Exercise details - Take each line of the records below that contains the string "BTreeMap" and copy it.

Dataset entries -
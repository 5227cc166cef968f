// SPDX-License-Identifier: MIT
// Copyright 2026 Roland Dreier <roland@kernel.org>

//! Activity-Tracker: log runs and rides, derive pace, and chart progress.
//!
//! This crate provides the HTTP API for user and activity records, the
//! dataset pipeline behind the charts, and the interactive plotting CLI.

pub mod config;
pub mod db;
pub mod error;
pub mod models;
pub mod plotter;
pub mod routes;
pub mod services;
pub mod time_utils;

use config::Config;
use db::SqliteDb;

/// Shared application state.
pub struct AppState {
    pub config: Config,
    pub db: SqliteDb,
}

impl AppState {
    /// Open the configured database and wrap it with the config.
    pub fn open(config: Config) -> Result<Self, error::AppError> {
        let db = if config.uses_in_memory_db() {
            SqliteDb::open_in_memory()?
        } else {
            SqliteDb::open(&config.database_path)?
        };
        Ok(Self { config, db })
    }
}
// SPDX-License-Identifier: MIT
// Copyright 2026 Roland Dreier <roland@rolandd.dev>

//! Reshape positional query rows into keyed records.

use crate::error::DataError;
use serde_json::{Map, Value};

/// One row keyed by column name.
pub type Record = Map<String, Value>;

/// Zip every row with the column names. Output order matches input order.
pub fn project(rows: Vec<Vec<Value>>, column_names: &[String]) -> Result<Vec<Record>, DataError> {
    rows.into_iter()
        .enumerate()
        .map(|(index, row)| {
            if row.len() != column_names.len() {
                return Err(DataError::Format(format!(
                    "row {index} has {} values but {} columns were named",
                    row.len(),
                    column_names.len()
                )));
            }
            Ok(column_names.iter().cloned().zip(row).collect())
        })
        .collect()
}
//! Weekly aggregate produced from an activity dataset.

use chrono::NaiveDate;
use serde::{Deserialize, Serialize};

/// Sum of one numeric column over a Monday-to-Sunday calendar week.
#[derive(Debug, Clone, PartialEq, Serialize, Deserialize)]
pub struct WeeklyBucket {
    /// Monday that opens the week
    #[serde(with = "crate::time_utils::slash_date")]
    pub week_start: NaiveDate,
    /// Sunday that closes the week; charts label the week with it
    #[serde(with = "crate::time_utils::slash_date")]
    pub week_end: NaiveDate,
    pub total: f64,
    /// Number of dataset rows folded into `total`
    pub rows: u32,
}
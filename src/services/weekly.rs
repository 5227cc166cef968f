// SPDX-License-Identifier: MIT
// Copyright 2026 Roland Dreier <roland@rolandd.dev>

//! Weekly totals over an activity dataset.

use crate::models::WeeklyBucket;
use crate::services::dataset::Dataset;
use crate::time_utils::week_bounds;
use chrono::NaiveDate;
use std::collections::BTreeMap;

/// Sum `value_field` per Monday-to-Sunday week of `date_field`.
///
/// Rows without a date are left out. Values that are missing or not numeric
/// add nothing but still mark their week as present. Only weeks that occur
/// in the dataset are returned, oldest first.
pub fn aggregate_weekly(dataset: &Dataset, date_field: &str, value_field: &str) -> Vec<WeeklyBucket> {
    let mut weeks: BTreeMap<NaiveDate, WeeklyBucket> = BTreeMap::new();

    for row in &dataset.rows {
        let Some(date) = row.date_column(date_field) else {
            continue;
        };
        let (week_start, week_end) = week_bounds(date);
        let bucket = weeks.entry(week_start).or_insert_with(|| WeeklyBucket {
            week_start,
            week_end,
            total: 0.0,
            rows: 0,
        });
        bucket.total += row.numeric(value_field).unwrap_or(0.0);
        bucket.rows += 1;
    }

    weeks.into_values().collect()
}
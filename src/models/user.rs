//! User model for storage and API.

use serde::{Deserialize, Serialize};
use validator::Validate;

/// User stored in `user_table`.
#[derive(Debug, Clone, PartialEq, Serialize, Deserialize)]
pub struct User {
    /// Assigned by storage on creation
    pub user_id: i64,
    pub name: String,
    pub email: String,
}

/// Public view of a user (email stays hidden).
#[derive(Debug, Clone, PartialEq, Serialize, Deserialize)]
pub struct UserPublic {
    pub user_id: i64,
    pub name: String,
}

impl From<User> for UserPublic {
    fn from(user: User) -> Self {
        Self {
            user_id: user.user_id,
            name: user.name,
        }
    }
}

/// Payload for creating a user.
#[derive(Debug, Clone, Deserialize, Validate)]
pub struct UserCreate {
    #[validate(length(min = 1, max = 100))]
    pub name: String,
    #[validate(length(min = 1, max = 254))]
    pub email: String,
}

/// Partial update of a user.
#[derive(Debug, Clone, Default, Deserialize, Validate)]
pub struct UserUpdate {
    #[validate(length(min = 1, max = 100))]
    pub name: Option<String>,
    #[validate(length(min = 1, max = 254))]
    pub email: Option<String>,
}

impl UserUpdate {
    pub fn apply_to(self, user: &mut User) {
        if let Some(name) = self.name {
            user.name = name;
        }
        if let Some(email) = self.email {
            user.email = email;
        }
    }
}
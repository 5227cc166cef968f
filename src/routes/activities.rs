// SPDX-License-Identifier: MIT
// Copyright 2026 Roland Dreier <roland@rolandd.dev>

//! Activity CRUD routes.
//!
//! Bodies are taken as raw JSON objects and checked field by field, so a
//! client sees every problem with a record in one 422 response.

use crate::error::{AppError, Result};
use crate::models::Activity;
use crate::routes::{MessageResponse, Pagination};
use crate::services::{validate_activity_create, validate_activity_update};
use crate::AppState;
use axum::{
    extract::{Path, Query, State},
    routing::get,
    Json, Router,
};
use serde_json::{Map, Value};
use std::sync::Arc;

pub fn routes() -> Router<Arc<AppState>> {
    Router::new()
        .route("/activities", get(list_activities).post(create_activity))
        .route(
            "/activities/{id}",
            get(get_activity).patch(update_activity).delete(delete_activity),
        )
}

fn activity_not_found() -> AppError {
    AppError::NotFound("Activity not found".to_string())
}

async fn create_activity(
    State(state): State<Arc<AppState>>,
    Json(body): Json<Map<String, Value>>,
) -> Result<Json<Activity>> {
    let activity = validate_activity_create(&body)?;
    let activity = state.db.create_activity(activity).await?;
    Ok(Json(activity))
}

async fn list_activities(
    State(state): State<Arc<AppState>>,
    Query(page): Query<Pagination>,
) -> Result<Json<Vec<Activity>>> {
    let (offset, limit) = page.resolve();
    Ok(Json(state.db.list_activities(offset, limit).await?))
}

async fn get_activity(
    State(state): State<Arc<AppState>>,
    Path(id): Path<i64>,
) -> Result<Json<Activity>> {
    let activity = state
        .db
        .get_activity(id)
        .await?
        .ok_or_else(activity_not_found)?;
    Ok(Json(activity))
}

/// Update the supplied fields; anything left out keeps its value.
async fn update_activity(
    State(state): State<Arc<AppState>>,
    Path(id): Path<i64>,
    Json(body): Json<Map<String, Value>>,
) -> Result<Json<Activity>> {
    let update = validate_activity_update(&body)?;
    let activity = state
        .db
        .update_activity(id, update)
        .await?
        .ok_or_else(activity_not_found)?;
    tracing::info!(id, "Updated activity");
    Ok(Json(activity))
}

async fn delete_activity(
    State(state): State<Arc<AppState>>,
    Path(id): Path<i64>,
) -> Result<Json<MessageResponse>> {
    if !state.db.delete_activity(id).await? {
        return Err(activity_not_found());
    }
    tracing::info!(id, "Deleted activity");
    Ok(Json(MessageResponse {
        message: format!("Activity id {} deleted", id),
    }))
}
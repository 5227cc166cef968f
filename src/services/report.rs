// SPDX-License-Identifier: MIT
// Copyright 2026 Roland Dreier <roland@rolandd.dev>

//! Loading a user's activities as a dataset for a date range.

use crate::db::{QueryRows, SqliteDb};
use crate::error::AppError;
use crate::services::dataset::{build, Dataset};
use crate::services::projection::project;
use crate::time_utils::{is_valid_date, ALL_DATES_END, ALL_DATES_START};
use serde::Serialize;

/// Exclusive `YYYY/MM/DD` bounds on the activity date.
#[derive(Debug, Clone, PartialEq, Eq, Serialize)]
pub struct DateRange {
    pub start: String,
    pub end: String,
}

impl Default for DateRange {
    /// Wide enough to cover every stored activity.
    fn default() -> Self {
        Self {
            start: ALL_DATES_START.to_string(),
            end: ALL_DATES_END.to_string(),
        }
    }
}

impl DateRange {
    /// Build a range from optional bounds; a missing bound falls back to the
    /// all-dates default.
    pub fn from_bounds(start: Option<&str>, end: Option<&str>) -> Result<Self, AppError> {
        let defaults = Self::default();
        let start = start.map(str::trim).unwrap_or(defaults.start.as_str());
        let end = end.map(str::trim).unwrap_or(defaults.end.as_str());

        for (name, value) in [("start", start), ("end", end)] {
            if !is_valid_date(value) {
                return Err(AppError::BadRequest(format!(
                    "{name} date '{value}' is not in YYYY/MM/DD format"
                )));
            }
        }

        Ok(Self {
            start: start.to_string(),
            end: end.to_string(),
        })
    }
}

/// Message shown when a user has nothing to plot in the chosen range.
pub fn no_data_message(user_id: i64) -> String {
    format!("No data available for user_id {user_id} between the dates specified.")
}

/// Query, project and build the dataset for one user.
pub async fn load_dataset(
    db: &SqliteDb,
    user_id: i64,
    range: &DateRange,
) -> Result<Dataset, AppError> {
    let QueryRows { columns, rows } = db
        .select_activity_rows(user_id, &range.start, &range.end)
        .await?;
    let records = project(rows, &columns).map_err(anyhow::Error::from)?;
    let dataset = build(records);
    tracing::debug!(
        user_id,
        rows = dataset.len(),
        skipped = dataset.skipped.len(),
        "Built dataset"
    );
    Ok(dataset)
}

#[cfg(test)]
mod tests {
    use super::*;
    use crate::models::{ActivityCreate, Category, UserCreate};

    #[test]
    fn test_range_defaults() {
        let range = DateRange::from_bounds(None, Some("2025/03/01")).unwrap();
        assert_eq!(range.start, "1981/01/01");
        assert_eq!(range.end, "2025/03/01");
    }

    #[test]
    fn test_range_rejects_malformed_bounds() {
        let err = DateRange::from_bounds(Some("2025-01-01"), None).unwrap_err();
        assert!(matches!(err, AppError::BadRequest(_)));
        assert!(DateRange::from_bounds(None, Some("2025/13/01")).is_err());
    }

    #[tokio::test]
    async fn test_load_dataset() {
        let db = SqliteDb::open_in_memory().unwrap();
        let user = db
            .create_user(UserCreate {
                name: "Test".to_string(),
                email: "test email".to_string(),
            })
            .await
            .unwrap();
        for (date, distance_km) in [("2025/02/10", 5.0), ("2025/02/11", 0.0)] {
            db.create_activity(ActivityCreate {
                user_id: user.user_id,
                date: date.to_string(),
                time_of_day: "06:30".to_string(),
                category: Category::Run,
                subtype: "road".to_string(),
                duration: "00:30:00".to_string(),
                distance_km,
                perceived_effort: 3,
                elevation_m: Some(12),
            })
            .await
            .unwrap();
        }

        let dataset = load_dataset(&db, user.user_id, &DateRange::default())
            .await
            .unwrap();

        assert_eq!(dataset.len(), 1);
        assert_eq!(dataset.rows[0].pace, "6:00");
        assert_eq!(dataset.rows[0].fields["elevation_m"], 12);
        assert_eq!(dataset.skipped.len(), 1);
        assert_eq!(dataset.skipped[0].id, Some(2));
    }
}
// SPDX-License-Identifier: MIT
// Copyright 2026 Roland Dreier <roland@rolandd.dev>

//! Services module - activity data pipeline.

pub mod charts;
pub mod dataset;
pub mod pace;
pub mod projection;
pub mod report;
pub mod validation;
pub mod weekly;

pub use charts::{build_chart, ChartError, ChartKind, ChartSeries};
pub use dataset::{build, Dataset, DatasetRow};
pub use pace::{pace_float, pace_from_duration, Pace};
pub use projection::{project, Record};
pub use report::{load_dataset, no_data_message, DateRange};
pub use validation::{validate_activity_create, validate_activity_update, ValidationReport};
pub use weekly::aggregate_weekly;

Result -
use std::collections::BTreeMap;
    let mut weeks: BTreeMap<NaiveDate, WeeklyBucket> = BTreeMap::new();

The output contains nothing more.